ウクライナ戦争は先週、大きな転換点を迎えたようだ。ロシアのプーチンがウクライナ東部と南部の4州を自国領に編入すると宣言、これに合わせるかのようにゼレンスキー大統領はNATOへの迅速加盟の手続きを開始した。さらに追い打ちをかけるように、東部ドネツクの要衝であるマリンを奪還したと発表した。劣勢に追い込まれたプーチンが停戦交渉の再開を呼びかけると、同大統領は「ウクライナはロシアと対等な関係で共存できるという考え方は変えていない。ただ、(交渉相手は)別の大統領とのみ可能だ」と突き放した。このやりとりを見る限り、ウクライナ戦争の現状は明らかにロシアが劣勢だ。プーチンが強気を装えば装うほど、自らの足元がぐらついている現実が浮かび上がってくる。こうなると逆に窮地を打開するための最終手段としての核兵器使用が現実味を帯びてくる。

先週プーチンはウクライナ東部と南部4州を併合する文書に署名。ロイターによると、その後に赤の広場で開催された併合を祝うテレビ中継のコンサートで、「軍事作戦」に勝利すると誓ったという。どうやって?おそらく核兵器の使用も辞さないということだろう。アメリカが日本で核兵器使用の先鞭をつけたとの認識を示し、核兵器の使用には先例があるとも主張した。プーチンを熱烈に支持するチェチェン共和国のカディロフ首長は「国境地帯に戒厳令を敷き、低出力核兵器を使う強硬策を取るべきだ」(ロイター)と、メッセージアプリのテレグラムに投稿したという。右派を中心にロシア国内では核兵器の使用を求める声が強まっている。予備役の部分動員を機にロシア国内の反プーチンの動きも顕在化している。プーチンの目論見は外れっ放しだ。それだけではない。どんどん深みにはまっていく。

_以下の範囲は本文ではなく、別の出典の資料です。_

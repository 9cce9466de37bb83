use super::CatalogError;
use std::fs::File;
use std::io::Read;
use std::path::Path;

/// Untyped tabular input: a header row plus string cells
#[derive(Debug, Clone, Default)]
pub struct RawTable {
    headers: Vec<String>,
    rows: Vec<Vec<String>>,
}

impl RawTable {
    pub fn new(headers: Vec<String>, rows: Vec<Vec<String>>) -> Self {
        Self { headers, rows }
    }

    /// Read comma-delimited text with a header row
    ///
    /// Rows with fewer cells than the header are accepted; the missing cells
    /// read as empty.
    pub fn from_reader<R: Read>(reader: R) -> Result<Self, CatalogError> {
        let mut reader = csv::ReaderBuilder::new()
            .flexible(true)
            .from_reader(reader);

        let headers: Vec<String> = reader
            .headers()?
            .iter()
            .map(|h| h.trim().to_string())
            .collect();

        let mut rows: Vec<Vec<String>> = Vec::new();
        for record in reader.records() {
            let record = record?;
            rows.push(record.iter().map(|cell| cell.to_string()).collect());
        }

        Ok(Self { headers, rows })
    }

    pub fn from_path(path: impl AsRef<Path>) -> Result<Self, CatalogError> {
        let path = path.as_ref();
        let file = File::open(path).map_err(|source| CatalogError::Io {
            path: path.to_path_buf(),
            source,
        })?;
        Self::from_reader(file)
    }

    pub fn headers(&self) -> &[String] {
        &self.headers
    }

    pub fn rows(&self) -> &[Vec<String>] {
        &self.rows
    }

    pub fn len(&self) -> usize {
        self.rows.len()
    }

    pub fn is_empty(&self) -> bool {
        self.rows.is_empty()
    }
}
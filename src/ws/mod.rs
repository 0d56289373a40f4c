//! WebSocket layer: connection handling and per-connection subscriptions.
//!
//! The WebSocket endpoint at `/ws` streams [`crate::domain::MessageEvent`]s
//! to clients, filtered by the authors each client subscribes to.

pub mod connection;
pub mod handler;
pub mod messages;
pub mod subscription;
//! Gateway error types with HTTP status code mapping.
//!
//! [`GatewayError`] is the central error type for the gateway. Each variant
//! maps to a specific HTTP status code and structured JSON error response.

use axum::http::StatusCode;
use axum::response::{IntoResponse, Response};
use serde::Serialize;
use utoipa::ToSchema;

use crate::deque::DequeError;
use crate::domain::AccountIdError;

/// Structured JSON error response body.
///
/// All error responses follow this shape:
/// ```json
/// {
///   "error": {
///     "code": 1001,
///     "message": "invalid request: message can not be blank",
///     "details": null
///   }
/// }
/// ```
#[derive(Debug, Serialize, ToSchema)]
pub struct ErrorResponse {
    /// Structured error payload.
    pub error: ErrorBody,
}

/// Inner error body with numeric code and human-readable message.
#[derive(Debug, Serialize, ToSchema)]
pub struct ErrorBody {
    /// Numeric error code (see [`GatewayError`] code ranges).
    pub code: u32,
    /// Human-readable error message.
    pub message: String,
    /// Optional additional details.
    #[serde(skip_serializing_if = "Option::is_none")]
    pub details: Option<String>,
}

/// Server-side error enum with HTTP status code mapping.
///
/// # Error Code Ranges
///
/// | Range     | Category        | HTTP Status                  |
/// |-----------|-----------------|------------------------------|
/// | 1000–1999 | Validation      | 400 Bad Request              |
/// | 2000–2999 | State           | 404 Not Found / 409 Conflict |
/// | 3000–3999 | Server          | 500 Internal Server Error    |
#[derive(Debug, thiserror::Error)]
pub enum GatewayError {
    /// Request validation failed.
    #[error("invalid request: {0}")]
    InvalidRequest(String),

    /// An account id in the request is malformed.
    #[error("invalid account id: {0}")]
    InvalidAccountId(#[from] AccountIdError),

    /// Neither an explicit sender nor a caller identity was supplied.
    #[error("no sender given and no caller identity in request")]
    MissingCaller,

    /// Pop attempted on an empty collection.
    #[error("collection {0} is empty")]
    EmptyCollection(String),

    /// Collection state in the backing store is inconsistent.
    #[error("collection state conflict: {0}")]
    CollectionConflict(String),

    /// Backing store failure.
    #[error("persistence error: {0}")]
    PersistenceError(String),

    /// Internal server error.
    #[error("internal error: {0}")]
    Internal(String),
}

impl GatewayError {
    /// Returns the numeric error code for this variant.
    #[must_use]
    pub const fn error_code(&self) -> u32 {
        match self {
            Self::InvalidRequest(_) => 1001,
            Self::InvalidAccountId(_) => 1002,
            Self::MissingCaller => 1003,
            Self::EmptyCollection(_) => 2001,
            Self::CollectionConflict(_) => 2002,
            Self::PersistenceError(_) => 3001,
            Self::Internal(_) => 3000,
        }
    }

    /// Returns the HTTP status code for this variant.
    #[must_use]
    pub const fn status_code(&self) -> StatusCode {
        match self {
            Self::InvalidRequest(_) | Self::InvalidAccountId(_) | Self::MissingCaller => {
                StatusCode::BAD_REQUEST
            }
            Self::EmptyCollection(_) => StatusCode::NOT_FOUND,
            Self::CollectionConflict(_) => StatusCode::CONFLICT,
            Self::PersistenceError(_) | Self::Internal(_) => StatusCode::INTERNAL_SERVER_ERROR,
        }
    }
}

impl From<DequeError> for GatewayError {
    fn from(err: DequeError) -> Self {
        match err {
            DequeError::EmptyCollection { collection } => Self::EmptyCollection(collection),
            DequeError::Storage(store) => Self::PersistenceError(store.to_string()),
            DequeError::CorruptMetadata { .. }
            | DequeError::MissingElement { .. }
            | DequeError::IndexOverflow { .. } => Self::CollectionConflict(err.to_string()),
            DequeError::InvalidCollectionKey(_) => Self::Internal(err.to_string()),
        }
    }
}

impl IntoResponse for GatewayError {
    fn into_response(self) -> Response {
        let status = self.status_code();
        if status.is_server_error() {
            tracing::error!(error = %self, "request failed");
        }
        let body = ErrorResponse {
            error: ErrorBody {
                code: self.error_code(),
                message: self.to_string(),
                details: None,
            },
        };
        let mut response = axum::Json(body).into_response();
        *response.status_mut() = status;
        response
    }
}
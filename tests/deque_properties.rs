//! Behavioural properties of `PersistentDeque` over the in-memory store.
#![allow(clippy::panic)]

use deque_gateway::deque::{DequeError, PersistentDeque};
use deque_gateway::store::{KeyValueStore, MemoryStore};

fn deque(store: &MemoryStore, collection: &str) -> PersistentDeque<MemoryStore> {
    let Ok(deque) = PersistentDeque::new(store.clone(), collection) else {
        panic!("valid collection key");
    };
    deque
}

async fn pop_all_back(deque: &PersistentDeque<MemoryStore>) -> Vec<Vec<u8>> {
    let mut out = Vec::new();
    while let Ok(value) = deque.pop_back().await {
        out.push(value);
    }
    out
}

#[tokio::test]
async fn push_front_then_pop_back_is_fifo() {
    let store = MemoryStore::new();
    let d = deque(&store, "fifo");
    for v in [b"a", b"b", b"c"] {
        tokio_test::assert_ok!(d.push_front(v).await);
    }
    assert_eq!(
        pop_all_back(&d).await,
        vec![b"a".to_vec(), b"b".to_vec(), b"c".to_vec()]
    );
}

#[tokio::test]
async fn push_front_then_pop_front_is_lifo() {
    let store = MemoryStore::new();
    let d = deque(&store, "lifo");
    for v in [b"a", b"b", b"c"] {
        tokio_test::assert_ok!(d.push_front(v).await);
    }
    let mut out = Vec::new();
    while let Ok(value) = d.pop_front().await {
        out.push(value);
    }
    assert_eq!(out, vec![b"c".to_vec(), b"b".to_vec(), b"a".to_vec()]);
}

#[tokio::test]
async fn mixed_ends_keep_sequence_order() {
    let store = MemoryStore::new();
    let d = deque(&store, "mixed");
    tokio_test::assert_ok!(d.push_back(b"2").await);
    tokio_test::assert_ok!(d.push_front(b"1").await);
    tokio_test::assert_ok!(d.push_back(b"3").await);

    assert_eq!(d.len().await.ok(), Some(3));
    assert_eq!(d.front().await.ok().flatten(), Some(b"1".to_vec()));
    assert_eq!(d.back().await.ok().flatten(), Some(b"3".to_vec()));
    assert_eq!(d.get(1).await.ok().flatten(), Some(b"2".to_vec()));
    assert_eq!(d.get(3).await.ok().flatten(), None);
}

#[tokio::test]
async fn drained_collection_leaves_only_metadata() {
    let store = MemoryStore::new();
    let d = deque(&store, "drain");
    for v in [b"x", b"y"] {
        tokio_test::assert_ok!(d.push_front(v).await);
    }
    let Ok(drained) = d.drain_back().await else {
        panic!("drain succeeds");
    };
    assert_eq!(drained, vec![b"x".to_vec(), b"y".to_vec()]);
    assert_eq!(d.is_empty().await.ok(), Some(true));
    assert_eq!(store.len().await, 1);
    assert!(store.contains_key("drain::meta").await);
}

#[tokio::test]
async fn pop_on_empty_fails_without_writes() {
    let store = MemoryStore::new();
    let d = deque(&store, "empty");
    let result = d.pop_back().await;
    assert!(matches!(result, Err(DequeError::EmptyCollection { .. })));
    assert!(store.is_empty().await);
}

#[tokio::test]
async fn reopened_deque_sees_prior_state() {
    let store = MemoryStore::new();
    {
        let d = deque(&store, "durable");
        tokio_test::assert_ok!(d.push_front(b"first").await);
        tokio_test::assert_ok!(d.push_front(b"second").await);
    }
    let reopened = deque(&store, "durable");
    assert_eq!(reopened.len().await.ok(), Some(2));
    assert_eq!(reopened.pop_back().await.ok(), Some(b"first".to_vec()));
}

#[tokio::test]
async fn collections_are_isolated() {
    let store = MemoryStore::new();
    let alice = deque(&store, "messages_alice");
    let bob = deque(&store, "messages_bob");
    tokio_test::assert_ok!(alice.push_front(b"hi").await);
    assert_eq!(bob.is_empty().await.ok(), Some(true));
    assert_eq!(alice.len().await.ok(), Some(1));
}

#[tokio::test]
async fn corrupt_metadata_is_reported() {
    let store = MemoryStore::new();
    tokio_test::assert_ok!(store.set("broken::meta", b"not json").await);
    let d = deque(&store, "broken");
    assert!(matches!(
        d.len().await,
        Err(DequeError::CorruptMetadata { .. })
    ));
}

#[tokio::test]
async fn empty_values_round_trip() {
    let store = MemoryStore::new();
    let d = deque(&store, "blank");
    tokio_test::assert_ok!(d.push_back(b"").await);
    assert_eq!(d.len().await.ok(), Some(1));
    assert_eq!(d.pop_front().await.ok(), Some(Vec::new()));
}

#[tokio::test]
async fn push_front_then_push_back_pops_front_in_order() {
    let store = MemoryStore::new();
    let d = deque(&store, "ends");
    tokio_test::assert_ok!(d.push_front(b"a").await);
    tokio_test::assert_ok!(d.push_back(b"b").await);
    assert_eq!(d.pop_front().await.ok(), Some(b"a".to_vec()));
    assert_eq!(d.pop_front().await.ok(), Some(b"b".to_vec()));
    assert_eq!(d.is_empty().await.ok(), Some(true));
}

#[tokio::test]
async fn pop_front_on_empty_fails() {
    let store = MemoryStore::new();
    let d = deque(&store, "empty_front");
    assert!(matches!(
        d.pop_front().await,
        Err(DequeError::EmptyCollection { .. })
    ));
    assert!(store.is_empty().await);
}

#[tokio::test]
async fn push_after_drain_is_independent() {
    let store = MemoryStore::new();
    let d = deque(&store, "reuse");
    for v in [b"a", b"b"] {
        tokio_test::assert_ok!(d.push_front(v).await);
    }
    tokio_test::assert_ok!(d.drain_back().await);

    tokio_test::assert_ok!(d.push_front(b"x").await);
    assert_eq!(d.len().await.ok(), Some(1));
    assert_eq!(d.pop_back().await.ok(), Some(b"x".to_vec()));
    assert_eq!(d.is_empty().await.ok(), Some(true));
}
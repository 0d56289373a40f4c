//! Shared application state injected into all Axum handlers.

use std::sync::Arc;

use crate::domain::EventBus;
use crate::service::MessageService;

/// Shared application state available to all handlers via Axum's
/// `State` extractor.
#[derive(Debug, Clone)]
pub struct AppState {
    /// Message service for all business logic.
    pub message_service: Arc<MessageService>,
    /// Event bus for WebSocket subscriptions.
    pub event_bus: EventBus,
}

impl AppState {
    /// Wraps `service`, sharing its event bus with WebSocket connections.
    #[must_use]
    pub fn new(service: MessageService) -> Self {
        let event_bus = service.event_bus().clone();
        Self {
            message_service: Arc::new(service),
            event_bus,
        }
    }
}
//! Persistent double-ended queue over a [`KeyValueStore`].
//!
//! A [`PersistentDeque`] keeps no state of its own between calls. Every
//! operation reads the collection's [`DequeMeta`] from the store, performs
//! its slot reads and writes, and persists the updated metadata. Keys are
//! derived by [`DequeKeys`]:
//!
//! ```text
//! {collection}::meta      -> {"head": i64, "tail": i64}
//! {collection}::{index}   -> element bytes, for index in [head, tail)
//! ```
//!
//! [`KeyValueStore`]: crate::store::KeyValueStore

pub mod error;
pub mod keys;
pub mod meta;
pub mod persistent_deque;

pub use error::DequeError;
pub use keys::DequeKeys;
pub use meta::DequeMeta;
pub use persistent_deque::PersistentDeque;
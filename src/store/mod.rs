//! Backing stores: the key-value contract persistent deques are layered over.
//!
//! [`KeyValueStore`] is the only interface the deque sees. Two
//! implementations ship with the gateway: [`MemoryStore`] for tests and
//! ephemeral deployments, and [`PostgresStore`] for durable storage via
//! `sqlx::PgPool`. [`StoreBackend`] selects one at startup.

pub mod memory;
pub mod postgres;

use std::fmt::Debug;
use std::future::Future;

pub use memory::MemoryStore;
pub use postgres::PostgresStore;

/// Failure reported by a backing store.
///
/// Both variants carry the store key involved so that errors surfaced to
/// callers identify the slot or metadata record that failed.
#[derive(Debug, Clone, PartialEq, Eq, thiserror::Error)]
pub enum StoreError {
    /// Reading a key failed.
    #[error("storage read failed for key {key}: {reason}")]
    Read {
        /// Store key being read.
        key: String,
        /// Backend-specific failure description.
        reason: String,
    },

    /// Writing or deleting a key failed.
    #[error("storage write failed for key {key}: {reason}")]
    Write {
        /// Store key being written or deleted.
        key: String,
        /// Backend-specific failure description.
        reason: String,
    },
}

/// Minimal asynchronous key-value contract.
///
/// Implementations must be cheap to clone; clones share the same
/// underlying storage. Deleting an absent key succeeds.
pub trait KeyValueStore: Clone + Debug + Send + Sync + 'static {
    /// Returns the bytes stored under `key`, or `None` if absent.
    ///
    /// # Errors
    ///
    /// Returns [`StoreError::Read`] if the backend cannot be read.
    fn get(&self, key: &str) -> impl Future<Output = Result<Option<Vec<u8>>, StoreError>> + Send;

    /// Stores `value` under `key`, replacing any previous value.
    ///
    /// # Errors
    ///
    /// Returns [`StoreError::Write`] if the backend rejects the write.
    fn set(&self, key: &str, value: &[u8]) -> impl Future<Output = Result<(), StoreError>> + Send;

    /// Removes `key` from the store.
    ///
    /// # Errors
    ///
    /// Returns [`StoreError::Write`] if the backend rejects the delete.
    fn delete(&self, key: &str) -> impl Future<Output = Result<(), StoreError>> + Send;
}

/// Backing store selected from configuration at startup.
#[derive(Debug, Clone)]
pub enum StoreBackend {
    /// Process-local, non-durable store.
    Memory(MemoryStore),
    /// PostgreSQL-backed durable store.
    Postgres(PostgresStore),
}

impl StoreBackend {
    /// Short backend name reported by the system endpoints.
    #[must_use]
    pub const fn name(&self) -> &'static str {
        match self {
            Self::Memory(_) => "memory",
            Self::Postgres(_) => "postgres",
        }
    }

    /// Returns `true` if data survives a process restart.
    #[must_use]
    pub const fn is_durable(&self) -> bool {
        matches!(self, Self::Postgres(_))
    }
}

impl Default for StoreBackend {
    fn default() -> Self {
        Self::Memory(MemoryStore::new())
    }
}

impl KeyValueStore for StoreBackend {
    async fn get(&self, key: &str) -> Result<Option<Vec<u8>>, StoreError> {
        match self {
            Self::Memory(store) => store.get(key).await,
            Self::Postgres(store) => store.get(key).await,
        }
    }

    async fn set(&self, key: &str, value: &[u8]) -> Result<(), StoreError> {
        match self {
            Self::Memory(store) => store.set(key, value).await,
            Self::Postgres(store) => store.set(key, value).await,
        }
    }

    async fn delete(&self, key: &str) -> Result<(), StoreError> {
        match self {
            Self::Memory(store) => store.delete(key).await,
            Self::Postgres(store) => store.delete(key).await,
        }
    }
}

こうした動きについて英国のラダキン国防参謀総長が30日、独自の見解を表明した。それによるとプーチンの4州併合は「ロシアの脆弱性と絶望」を反映しているのだそうだ。そして「プーチンのレトリックはますます無謀になる可能性がある」と指摘する。追い込まれたプーチンは予備役の部分動員令に署名し、4州の併合に踏み切った。その上で核兵器の使用を匂わせ、改めてウクライナとそれを支持している国々に脅しをかけた。そんな恫喝の裏でロシア政府は「動員兵に包帯と防寒具を持参するように呼びかけている」という。動員される予備役がかわいそうだ。そんなロシアについて同氏は「素人的な方法で行われた動員をウクライナ軍が脅威に感じることはない」と断言する。だが、ウクライナが頑張れば頑張るほど、核兵器使用に現実味が帯びる。プーチンを止める手はあるか・・・。